3) pumping an aliquot of dimethylbenzene in the step (1) into a reaction kettle, opening an emptying valve of a condenser, starting a water pump after a water cut-off is checked, introducing cooling water into the condenser, and introducing steam into a jacket of the reaction kettle to heat until reflux exists;

4) keeping the reaction kettle in a reflux state at 140 +/-2 ℃ for 10 minutes, then beginning to dropwise add the mixed monomer, controlling the flow of the mixed monomer by using a rotameter, and uniformly dropwise adding the mixed monomer within 80 +/-10 minutes;

5) after the dropping of the mixed monomer is finished, maintaining copolymerization for 1h at the reflux temperature, adding an aliquot of the xylene solution of benzoyl peroxide in the step (1), wherein the aliquot of the xylene solution of benzoyl peroxide is the xylene solution formed by dissolving an aliquot of benzoyl peroxide in an aliquot of xylene in advance, and dropping for 5 minutes is finished;

6) after the dropwise addition is finished, the copolymerization is kept for 1h at the reflux temperature, and a part of xylene solution of benzoyl peroxide in the step (1) is added, and the dropwise addition is finished within 5 minutes;

7) keeping copolymerization for 1h at the reflux temperature, supplementing a part of the xylene solution of benzoyl peroxide in the step (1), and finishing dropping within 5 minutes;

8) keeping copolymerization for 1h at the reflux temperature, supplementing a part of the xylene solution of benzoyl peroxide in the step (1), and finishing dropping within 5 minutes;

9) keeping copolymerization for 2h at reflux temperature, sampling to measure viscosity and solid content, calculating conversion rate, and determining the product to be qualified when the conversion rate is more than or equal to 98% and the viscosity is 25 +/-0.5 ℃ for 8-12 seconds;

10) cooling to below 80 deg.C, filtering to fineness of less than or equal to 15 μm, and packaging.

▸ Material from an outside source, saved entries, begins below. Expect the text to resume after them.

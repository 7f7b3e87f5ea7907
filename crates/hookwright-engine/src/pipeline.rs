//! The generation pipeline.
//!
//! One run goes through four phases:
//!
//! 1. **Collect**: resolve the root request into a component collection
//! 2. **Contain**: assemble the containment tree, after which the
//!    collection is read-only
//! 3. **Assemble**: walk the tree and let every generator contribute to files
//! 4. **Merge**: combine assembled files with any existing extension files

use crate::assembly::assemble;
use crate::collection::ComponentCollection;
use crate::collector::Collector;
use crate::gatherer::Gatherer;
use crate::merge::merge_with_existing;
use crate::output::{GeneratedFile, GenerationResult};
use hookwright_data::PropertySummary;
use hookwright_generators::{BuildContext, GeneratorRegistry, StaticMetadata};
use hookwright_render::PhpScanner;
use hookwright_types::{ExtensionReader, GeneratorConfig, MetadataSource, Result};
use indexmap::IndexMap;
use serde_json::Value;
use std::sync::Arc;
use tracing::{debug, info};

/// Runs requests through every phase of generation.
///
/// A pipeline is reusable. Schemas are cached between runs.
pub struct Pipeline {
    gatherer: Gatherer,
    metadata: Box<dyn MetadataSource>,
    config: GeneratorConfig,
    scanner: PhpScanner,
}

impl Pipeline {
    /// A pipeline with every standard component type and the built-in
    /// metadata tables.
    pub fn new(config: GeneratorConfig) -> Result<Self> {
        Ok(Self {
            gatherer: Gatherer::new(Arc::new(GeneratorRegistry::standard())),
            metadata: Box::new(StaticMetadata::builtin()?),
            config,
            scanner: PhpScanner::new()?,
        })
    }

    /// Use different metadata tables.
    pub fn with_metadata(mut self, metadata: Box<dyn MetadataSource>) -> Self {
        self.metadata = metadata;
        self
    }

    /// Use a different set of component types.
    pub fn with_registry(mut self, registry: Arc<GeneratorRegistry>) -> Self {
        self.gatherer = Gatherer::new(registry);
        self
    }

    /// Component types known to this pipeline.
    pub fn registry(&self) -> &GeneratorRegistry {
        self.gatherer.registry()
    }

    /// Metadata tables in use.
    pub fn metadata(&self) -> &dyn MetadataSource {
        self.metadata.as_ref()
    }

    /// Generator configuration in use.
    pub fn config(&self) -> &GeneratorConfig {
        &self.config
    }

    /// Property summary of a component type, as a UI would present it.
    pub fn schema(&self, component_type: &str) -> Result<IndexMap<String, PropertySummary>> {
        self.gatherer.summary(component_type, Some(self.metadata.as_ref()))
    }

    /// Resolve a request and fix its containment tree.
    pub fn collect(&self, component_type: &str, data: Value) -> Result<ComponentCollection> {
        let collector = Collector::new(&self.gatherer, self.metadata.as_ref(), &self.config);
        let mut collection = collector.collect(component_type, data)?;
        collection.assemble_containment_tree()?;
        Ok(collection)
    }

    /// Generate every file for a request.
    ///
    /// When `existing` is given, files that already exist are merged with
    /// the generated content instead of being replaced.
    pub fn generate(
        &self,
        component_type: &str,
        data: Value,
        existing: Option<&dyn ExtensionReader>,
    ) -> Result<GenerationResult> {
        info!(component_type, "Phase 1/4: collecting components");
        let collection = self.collect(component_type, data)?;
        info!(components = collection.len(), "Phase 2/4: containment assembled");

        info!("Phase 3/4: assembling files");
        let mut ctx = BuildContext::new(&self.config, self.metadata.as_ref(), &self.scanner);
        if let Some(reader) = existing {
            ctx = ctx.with_existing(reader);
        }
        assemble(&collection, &mut ctx)?;
        let artifacts = ctx.into_artifacts();

        info!(files = artifacts.len(), "Phase 4/4: merging with existing files");
        let mut files = IndexMap::new();
        for (path, artifact) in artifacts {
            let file_type = artifact.file_type();
            let current = existing.and_then(|reader| reader.read(&path));
            let file = match current {
                Some(current) => {
                    let outcome = merge_with_existing(&artifact, current, &self.scanner, &self.config)?;
                    GeneratedFile::new(path.clone(), outcome.content, file_type).existing(outcome.merged)
                }
                None => GeneratedFile::new(path.clone(), artifact.render(&self.config), file_type),
            };
            debug!(path = %file.path, merged = file.merged, "Generated file");
            files.insert(path, file);
        }

        info!(files = files.len(), "Generation complete");
        Ok(GenerationResult {
            files,
            components: collection.ids().cloned().collect(),
        })
    }
}

impl std::fmt::Debug for Pipeline {
    fn fmt(&self, f: &mut std::fmt::Formatter<'_>) -> std::fmt::Result {
        f.debug_struct("Pipeline")
            .field("component_types", &self.registry().names())
            .field("config", &self.config)
            .finish()
    }
}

3. The acrylic flexible anticorrosion primer according to claim 1, characterized in that: the dispersant is BYK110, BYK161, DA-703-50 or KS-873N.

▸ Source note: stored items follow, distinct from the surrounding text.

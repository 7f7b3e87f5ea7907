use crate::build::BuildContext;
use crate::generator::{Generator, Requirement, RequirementContext};
use crate::properties::{explicit, generator_data, root_component_name};
use hookwright_data::{DataItem, PropertyDefinition};
use hookwright_render::{php_string, ClassMember, Docblock, PhpClass};
use hookwright_types::Result;
use indexmap::IndexMap;
use serde_json::json;

/// Directory and base class of each test type.
fn test_type_info(test_type: &str) -> (&'static str, &'static str) {
    match test_type {
        "unit" => ("Unit", "Drupal\\Tests\\UnitTestCase"),
        "functional" => ("Functional", "Drupal\\Tests\\BrowserTestBase"),
        "functional_javascript" => (
            "FunctionalJavascript",
            "Drupal\\FunctionalJavascriptTests\\WebDriverTestBase",
        ),
        _ => ("Kernel", "Drupal\\KernelTests\\KernelTestBase"),
    }
}

/// A PHPUnit test class, optionally with test fixture modules of its own.
#[derive(Debug)]
pub struct PhpUnitTest {
    data: DataItem,
}

impl PhpUnitTest {
    /// Properties.
    pub fn properties() -> Vec<PropertyDefinition> {
        vec![
            root_component_name(),
            PropertyDefinition::string("test_class_name")
                .label("Test class name")
                .required()
                .validator(|value| match value.as_str() {
                    Some(name) if name.ends_with("Test") => Ok(()),
                    _ => Err(format!("{} must end in 'Test'", value)),
                }),
            PropertyDefinition::string("test_type")
                .options([
                    ("unit", "Unit test"),
                    ("kernel", "Kernel test"),
                    ("functional", "Functional test"),
                    ("functional_javascript", "Functional JavaScript test"),
                ])
                .default_value(json!("kernel")),
            PropertyDefinition::complex("test_modules")
                .label("Test modules")
                .multiple()
                .component("test_module"),
        ]
    }

    /// Factory.
    pub fn create(data: DataItem) -> Box<dyn Generator> {
        Box::new(Self { data })
    }

    fn fixture_modules(&self) -> Vec<String> {
        self.data
            .get("test_modules")
            .map(|list| list.items().iter().map(|m| m.string_of("root_name")).collect())
            .unwrap_or_default()
    }
}

impl Generator for PhpUnitTest {
    generator_data!("phpunit_test");

    fn discriminator(&self) -> Option<String> {
        Some(self.data.string_of("test_class_name"))
    }

    fn required_components(&self, _ctx: &RequirementContext<'_>) -> Result<IndexMap<String, Requirement>> {
        let mut requirements = IndexMap::new();
        requirements.insert(
            "test_modules".to_string(),
            Requirement::each_record("test_module", explicit(&self.data, "test_modules")),
        );
        Ok(requirements)
    }

    fn contribute(&self, ctx: &mut BuildContext<'_>) -> Result<()> {
        let root = ctx.root_name()?;
        let test_type = self.data.string_of("test_type");
        let (directory, base_class) = test_type_info(&test_type);
        let class_name = self.data.string_of("test_class_name");

        let mut class = PhpClass::new(format!("Drupal\\Tests\\{}\\{}", root, directory), class_name.clone());
        class.docblock = ctx
            .docblock(format!("Tests the {} module.", ctx.root_label()?))
            .tag("group", root.clone());
        class.extends = Some(class.import(base_class));

        if test_type != "unit" {
            let mut modules = vec![root.clone()];
            modules.extend(self.fixture_modules());
            let list: Vec<String> = modules.iter().map(|m| php_string(m)).collect();
            class.add_member(ClassMember::property(
                "modules",
                Docblock::new("{@inheritdoc}"),
                &format!("protected static $modules = [{}]", list.join(", ")),
            ));
        }
        if test_type.starts_with("functional") {
            class.add_member(ClassMember::property(
                "defaultTheme",
                Docblock::new("{@inheritdoc}"),
                "protected $defaultTheme = 'stark'",
            ));
        }
        class.add_member(ClassMember::method(
            "testExample",
            Docblock::new("Tests basic functionality."),
            "public function testExample()",
            &["$this->assertTrue(TRUE);".to_string()],
        ));

        ctx.declare_class(&format!("tests/src/{}/{}.php", directory, class_name), class)
    }
}

#[cfg(test)]
mod tests {
    use super::*;
    use crate::build::ComponentScope;
    use crate::metadata::StaticMetadata;
    use hookwright_render::PhpScanner;
    use hookwright_types::{ComponentId, GeneratorConfig};
    use std::sync::Arc;

    #[test]
    fn test_kernel_test_lists_fixture_modules() {
        let test_module = PropertyDefinition::complex("test_modules")
            .multiple()
            .property(PropertyDefinition::string("root_name"));
        let mut properties = PhpUnitTest::properties();
        properties.pop();
        properties.push(test_module);

        let mut item = DataItem::new(Arc::new(PropertyDefinition::root("phpunit_test", properties)));
        item.set(json!({
            "test_class_name": "AlphaTest",
            "test_modules": [{"root_name": "alpha_fixture"}],
        }))
        .unwrap();
        item.apply_defaults().unwrap();
        let test = PhpUnitTest::create(item);

        let metadata = StaticMetadata::builtin().unwrap();
        let config = GeneratorConfig::default();
        let scanner = PhpScanner::new().unwrap();
        let requirements = test
            .required_components(&RequirementContext {
                metadata: &metadata,
                config: &config,
                root_name: "test_module",
            })
            .unwrap();
        assert_eq!(requirements["test_modules"].occurrences()[0].1, json!({"root_name": "alpha_fixture"}));

        let mut ctx = BuildContext::new(&config, &metadata, &scanner);
        ctx.enter(ComponentScope {
            id: ComponentId::new("phpunit_test", "test_module", Some("AlphaTest")),
            base_path: String::new(),
            root_name: "test_module".to_string(),
            root_label: "Test module".to_string(),
        });
        test.contribute(&mut ctx).unwrap();

        let text = ctx.artifacts()["tests/src/Kernel/AlphaTest.php"].render(&config);
        assert!(text.contains("namespace Drupal\\Tests\\test_module\\Kernel;"));
        assert!(text.contains(" * @group test_module\n */\nclass AlphaTest extends KernelTestBase {"));
        assert!(text.contains("  protected static $modules = ['test_module', 'alpha_fixture'];"));
        assert!(!text.contains("defaultTheme"));
    }
}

4. The acrylic flexible anticorrosion primer according to claim 1, characterized in that: the leveling agent is BYK300, BYK306, EFKA3777 or LHP 91.

5. The acrylic flexible anticorrosion primer according to claim 1, characterized in that: the adhesion promoter is EDL-6026F or EDL-6019B.

6. The acrylic flexible anticorrosion primer according to claim 1, characterized in that: the ultraviolet absorbent is Tinuvin 1130 or Tinuvin 5060.

7. The acrylic flexible anticorrosion primer according to claim 1, characterized in that: the diluent is prepared by mixing the following components in parts by weight: 30-50 parts of butyl acetate, 30-50 parts of dimethylbenzene, 10-20 parts of mixed dibasic acid ester and 10-20 parts of propylene glycol methyl ether acetate.

8. The preparation method of the acrylic flexible anticorrosive primer according to claim 1, characterized in that: the method comprises the following specific steps:

(1) sequentially adding flexible acrylic resin liquid, a dispersing agent, titanium dioxide, zinc yellow, talcum powder, zinc phosphate, mica powder, light calcium, bentonite and part of diluent into a stirring container according to the formula amount, stirring, grinding until the granularity is below 35 mu m, adding a flatting agent, an adhesion promoter and an ultraviolet absorbent, and adjusting the solid content of the rest diluent to be more than 55% to obtain a component A;

(2) elastic isocyanate resin liquid with the solid content of the component A and the component B being more than 90 percent is prepared by the following steps of: 15-20, respectively packaging.